▶ [ABOUT THIS TASK]
Below are records; copy every line among them that contains the word "origin".

▶ [DATA FOR PROCESSING]
#####
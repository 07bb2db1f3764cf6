// src/services.rs
//! Session operations. Each one reads the full record, changes it and writes
//! it back; a write that lost a race against another participant is retried
//! on a fresh read instead of overwriting their change.
use chrono::Utc;
use std::sync::Arc;
use std::time::Duration;
use tracing::{debug, info, warn};

use crate::error::{Result, SessionError};
use crate::ids::{new_participant_id, new_session_id};
use crate::models::{
    Place, Progress, SessionHandle, SessionParams, SessionRecord, Verdict,
};
use crate::places::{PlacesQuery, PlacesSource};
use crate::poll::{compute_consensus, ConsensusEntry};
use crate::progress::progress_for;
use crate::reconcile::reconcile;
use crate::store::SessionStore;
use crate::sync::{LocalView, SyncPoller};

const MAX_ID_DRAWS: usize = 8;

pub struct SessionService {
    store: Arc<dyn SessionStore>,
    places: Arc<dyn PlacesSource>,
    public_base_url: String,
    write_attempts: u32,
    sync_interval: Duration,
}

impl SessionService {
    pub fn new(
        store: Arc<dyn SessionStore>,
        places: Arc<dyn PlacesSource>,
        public_base_url: impl Into<String>,
        write_attempts: u32,
    ) -> Self {
        Self {
            store,
            places,
            public_base_url: public_base_url.into(),
            write_attempts: write_attempts.max(1),
            sync_interval: Duration::from_secs(3),
        }
    }

    pub fn with_sync_interval(mut self, interval: Duration) -> Self {
        self.sync_interval = interval;
        self
    }

    /// A poller over this service's store, for participants who did not set
    /// the place list and need to notice when the owner replaces it.
    pub fn watcher(&self) -> SyncPoller {
        SyncPoller::new(self.store(), self.sync_interval)
    }

    pub fn local_view(&self, handle: &SessionHandle) -> LocalView {
        LocalView {
            session_id: handle.session_id.clone(),
            participant_id: handle.participant_id.clone(),
            places: handle.session.places.clone(),
        }
    }

    pub fn store(&self) -> Arc<dyn SessionStore> {
        Arc::clone(&self.store)
    }

    /// Shareable link with the session id in the `session` query parameter.
    pub fn join_url(&self, session_id: &str) -> Result<String> {
        let mut url = reqwest::Url::parse(&self.public_base_url)
            .map_err(|e| SessionError::Config(format!("Invalid public base url: {e}")))?;
        url.query_pairs_mut().append_pair("session", session_id);
        Ok(url.into())
    }

    pub async fn get_session(&self, session_id: &str) -> Result<SessionRecord> {
        self.store
            .get(session_id)
            .await?
            .ok_or_else(|| SessionError::NotFound(session_id.to_string()))
    }

    async fn fetch_places(&self, params: &SessionParams) -> Result<Vec<Place>> {
        params.validate()?;
        let places = self
            .places
            .fetch_places(&PlacesQuery {
                origin: params.origin,
                radius_m: params.radius_m,
            })
            .await?;

        if places.is_empty() {
            return Err(SessionError::EmptyPlaces {
                lat: params.origin.lat,
                lon: params.origin.lon,
                radius_m: params.radius_m,
            });
        }
        Ok(places)
    }

    /// Read-modify-write with retry on `Conflict`.
    async fn mutate<F>(&self, session_id: &str, mut change: F) -> Result<SessionRecord>
    where
        F: FnMut(&mut SessionRecord) -> Result<()> + Send,
    {
        for attempt in 1..=self.write_attempts {
            let mut record = self.get_session(session_id).await?;
            change(&mut record)?;

            match self.store.put(session_id, Some(record.clone())).await {
                Ok(version) => {
                    record.version = version;
                    return Ok(record);
                }
                Err(SessionError::Conflict(_)) => {
                    warn!(session_id, attempt, "concurrent write, retrying");
                }
                Err(e) => return Err(e),
            }
        }
        Err(SessionError::Conflict(session_id.to_string()))
    }

    fn handle(&self, record: SessionRecord, participant_id: String) -> Result<SessionHandle> {
        let progress = progress_for(&record, &participant_id, 0);
        Ok(SessionHandle {
            join_url: self.join_url(&record.session_id)?,
            session_id: record.session_id.clone(),
            participant_id,
            progress,
            session: record,
        })
    }

    pub async fn create_session(
        &self,
        params: SessionParams,
        participant_id: Option<String>,
    ) -> Result<SessionHandle> {
        let places = self.fetch_places(&params).await?;
        let owner_id = participant_id.unwrap_or_else(new_participant_id);

        for _ in 0..MAX_ID_DRAWS {
            let session_id = new_session_id();
            let mut record = SessionRecord::new(
                session_id.clone(),
                owner_id.clone(),
                &params,
                places.clone(),
                Utc::now(),
            );

            match self.store.put(&session_id, Some(record.clone())).await {
                Ok(version) => {
                    record.version = version;
                    info!(
                        session_id = %session_id,
                        owner = %owner_id,
                        places = record.places.len(),
                        radius_m = params.radius_m,
                        "session created"
                    );
                    return self.handle(record, owner_id);
                }
                Err(SessionError::Conflict(_)) => {
                    warn!(session_id = %session_id, "session id already taken, drawing another");
                }
                Err(e) => return Err(e),
            }
        }
        Err(SessionError::Store("could not allocate a session id".into()))
    }

    /// Regenerates the place list and carries existing votes over to it.
    /// Only the owner may do this; ownership never moves.
    pub async fn update_parameters(
        &self,
        session_id: &str,
        participant_id: &str,
        params: SessionParams,
    ) -> Result<SessionHandle> {
        let current = self.get_session(session_id).await?;
        current.require_participant(participant_id)?;
        if !current.is_owner(participant_id) {
            return Err(SessionError::NotOwner);
        }
        let places = self.fetch_places(&params).await?;

        let record = self
            .mutate(session_id, |record| {
                record.require_participant(participant_id)?;
                if !record.is_owner(participant_id) {
                    return Err(SessionError::NotOwner);
                }
                let merged = reconcile(&record.places, &places, &record.votes, &record.dislikes);
                info!(
                    session_id,
                    carried = merged.carried,
                    dropped = merged.dropped,
                    "votes reconciled onto new places"
                );

                record.places = places.clone();
                record.origin = params.origin;
                record.radius_m = params.radius_m;
                record.votes = merged.votes;
                record.dislikes = merged.dislikes;
                Ok(())
            })
            .await?;

        self.handle(record, participant_id.to_string())
    }

    pub async fn join(&self, session_id: &str, participant_id: Option<String>) -> Result<SessionHandle> {
        let participant_id = participant_id.unwrap_or_else(new_participant_id);

        let record = self
            .mutate(session_id, |record| {
                if record.places.is_empty() {
                    return Err(SessionError::EmptyPlaces {
                        lat: record.origin.lat,
                        lon: record.origin.lon,
                        radius_m: record.radius_m,
                    });
                }
                record.join(&participant_id, Utc::now());
                Ok(())
            })
            .await?;

        info!(session_id, participant = %participant_id, "participant joined");
        self.handle(record, participant_id)
    }

    /// Likes or dislikes a place. The write is durable before the next index
    /// is computed.
    pub async fn cast(
        &self,
        session_id: &str,
        participant_id: &str,
        place_id: &str,
        verdict: Verdict,
        from_index: usize,
    ) -> Result<Progress> {
        let record = self
            .mutate(session_id, |record| record.cast(place_id, participant_id, verdict))
            .await?;

        debug!(session_id, participant = participant_id, place_id, ?verdict, "review recorded");
        Ok(progress_for(&record, participant_id, from_index))
    }

    pub async fn undo(&self, session_id: &str, participant_id: &str, place_id: &str) -> Result<Progress> {
        let record = self
            .mutate(session_id, |record| {
                record.require_participant(participant_id)?;
                record.retract(place_id, participant_id);
                Ok(())
            })
            .await?;

        debug!(session_id, participant = participant_id, place_id, "review withdrawn");
        Ok(progress_for(&record, participant_id, 0))
    }

    /// Clears every like and dislike of the participant.
    pub async fn restart(&self, session_id: &str, participant_id: &str) -> Result<Progress> {
        let record = self
            .mutate(session_id, |record| {
                record.require_participant(participant_id)?;
                record.clear_reviews(participant_id);
                Ok(())
            })
            .await?;

        info!(session_id, participant = participant_id, "participant restarted");
        Ok(progress_for(&record, participant_id, 0))
    }

    /// Removes the participant and their reviews. When the owner leaves the
    /// session ends for everyone.
    pub async fn leave(&self, session_id: &str, participant_id: &str) -> Result<()> {
        let record = self.get_session(session_id).await?;
        record.require_participant(participant_id)?;
        if record.is_owner(participant_id) {
            return self.end_session(session_id, participant_id).await;
        }

        self.mutate(session_id, |record| {
            record.remove_participant(participant_id);
            Ok(())
        })
        .await?;

        info!(session_id, participant = participant_id, "participant left");
        Ok(())
    }

    pub async fn end_session(&self, session_id: &str, participant_id: &str) -> Result<()> {
        let record = self.get_session(session_id).await?;
        if !record.is_owner(participant_id) {
            return Err(SessionError::NotOwner);
        }

        self.store.put(session_id, None).await?;
        info!(session_id, owner = participant_id, "session ended");
        Ok(())
    }

    pub async fn progress(&self, session_id: &str, participant_id: &str, from: usize) -> Result<Progress> {
        let record = self.get_session(session_id).await?;
        record.require_participant(participant_id)?;
        Ok(progress_for(&record, participant_id, from))
    }

    pub async fn consensus(&self, session_id: &str) -> Result<Vec<ConsensusEntry>> {
        let record = self.get_session(session_id).await?;
        Ok(compute_consensus(
            &record.places,
            &record.votes,
            record.participant_count(),
        ))
    }
}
#####
▶ [EXERCISE SOLUTION]
                origin: params.origin,
                lat: params.origin.lat,
                lon: params.origin.lon,
                record.origin = params.origin;
                        lat: record.origin.lat,
                        lon: record.origin.lon,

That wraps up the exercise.